- **REQUIRED ACTION**
Output range, inclusive: from the line containing "it releases the" to the line containing "use tokio::sync::broadcast;". Restate those lines from the data below word for word and only those.
···
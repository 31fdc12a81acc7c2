//! Request and response interceptors
//!
//! The request interceptor runs exactly once before a request can reach the
//! network and decides its routing: short-circuit on a live cache entry,
//! piggyback on an identical in-flight request, or dispatch as canonical.
//! The response interceptor runs once per settled request: it releases the
//! registry entry (broadcasting the outcome to deduplicated waiters) and
//! populates the cache on cacheable success.

use std::sync::Arc;

use serde_json::Value;
use tokio::sync::broadcast;
use tracing::debug;

use crate::cancel::{CancelReason, CancelToken};
use crate::config::RequestPolicy;
use crate::entry::CacheEntry;
use crate::error::ClientCacheError;
use crate::inflight::{ClaimGuard, InFlightRegistry, JoinOutcome, Outcome};
use crate::request::RequestDescriptor;
use crate::stats::CacheMetrics;
use crate::store::CacheStore;

/// How a tagged request is routed after interception.
#[derive(Debug)]
pub(crate) enum Disposition {
    /// Dispatch to the network. The key is present when the request is
    /// cacheable; the claim when it was registered as canonical. Dropping
    /// the claim without settling releases the registry entry with an
    /// error, so an abandoned dispatch never wedges its dedupe key.
    Network {
        cache_key: Option<String>,
        claim: Option<ClaimGuard>,
    },
    /// Satisfied by a live cache entry; the network is never touched.
    FromCache(Value),
    /// An identical request is in flight; await its broadcast outcome.
    Deduplicated(broadcast::Receiver<Outcome>),
}

/// A cloned, tagged request ready for the transport.
#[derive(Debug)]
pub(crate) struct TaggedRequest {
    pub descriptor: RequestDescriptor,
    pub token: CancelToken,
    pub disposition: Disposition,
}

#[derive(Debug, Clone)]
pub(crate) struct RequestInterceptor {
    store: CacheStore,
    registry: Arc<InFlightRegistry>,
    metrics: Arc<CacheMetrics>,
    policy: Arc<RequestPolicy>,
}

impl RequestInterceptor {
    pub(crate) fn new(
        store: CacheStore,
        registry: Arc<InFlightRegistry>,
        metrics: Arc<CacheMetrics>,
        policy: Arc<RequestPolicy>,
    ) -> Self {
        Self {
            store,
            registry,
            metrics,
            policy,
        }
    }

    pub(crate) async fn intercept(&self, descriptor: &RequestDescriptor) -> TaggedRequest {
        let descriptor = descriptor.clone();
        let token = CancelToken::new();

        let mut cache_key = None;
        if !(self.policy.skip_cache)(&descriptor) {
            let key = (self.policy.cache_key_fn)(&descriptor);

            if let Some(entry) = self.store.get(&key).await {
                // Cache hit wins over any dedupe consideration; the request
                // is never registered as canonical.
                self.metrics.record_hit();
                token.trigger(CancelReason::ResolvedFromCache);
                debug!(key = %key, "serving response from cache");
                return TaggedRequest {
                    descriptor,
                    token,
                    disposition: Disposition::FromCache(entry.response),
                };
            }

            self.metrics.record_miss();
            cache_key = Some(key);
        }

        let mut claim = None;
        if !(self.policy.skip_dedupe)(&descriptor) {
            let key = (self.policy.dedupe_key_fn)(&descriptor);

            match self.registry.join_or_claim(&key, token.clone()) {
                JoinOutcome::Joined(rx) => {
                    token.trigger(CancelReason::Deduplicated);
                    return TaggedRequest {
                        descriptor,
                        token,
                        disposition: Disposition::Deduplicated(rx),
                    };
                }
                JoinOutcome::Claimed(guard) => claim = Some(guard),
            }
        }

        TaggedRequest {
            descriptor,
            token,
            disposition: Disposition::Network { cache_key, claim },
        }
    }
}

#[derive(Debug, Clone)]
pub(crate) struct ResponseInterceptor {
    store: CacheStore,
    policy: Arc<RequestPolicy>,
}

impl ResponseInterceptor {
    pub(crate) fn new(store: CacheStore, policy: Arc<RequestPolicy>) -> Self {
        Self { store, policy }
    }

    /// Settles a genuine network round-trip: release the claimed registry
    /// entry unconditionally, then cache a cacheable success.
    pub(crate) async fn settle(
        &self,
        cache_key: Option<&str>,
        claim: Option<ClaimGuard>,
        outcome: Outcome,
    ) -> Outcome {
        if let Some(claim) = claim {
            claim.settle(&outcome);
        }

        if let (Some(key), Ok(response)) = (cache_key, &outcome) {
            self.store
                .set(key, CacheEntry::new(response.clone(), self.policy.ttl))
                .await;
            debug!(key = %key, "cached response");
        }

        outcome
    }

    /// Resolves a deduplicated request from the canonical outcome.
    pub(crate) async fn await_canonical(
        &self,
        mut rx: broadcast::Receiver<Outcome>,
    ) -> Outcome {
        match rx.recv().await {
            Ok(outcome) => outcome,
            Err(_) => Err(ClientCacheError::http(
                "canonical request dropped before settling",
            )),
        }
    }
}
···
- **SOLUTION**
//! The response interceptor runs once per settled request: it releases the
//! registry entry (broadcasting the outcome to deduplicated waiters) and
//! populates the cache on cacheable success.

use std::sync::Arc;

use serde_json::Value;
use tokio::sync::broadcast;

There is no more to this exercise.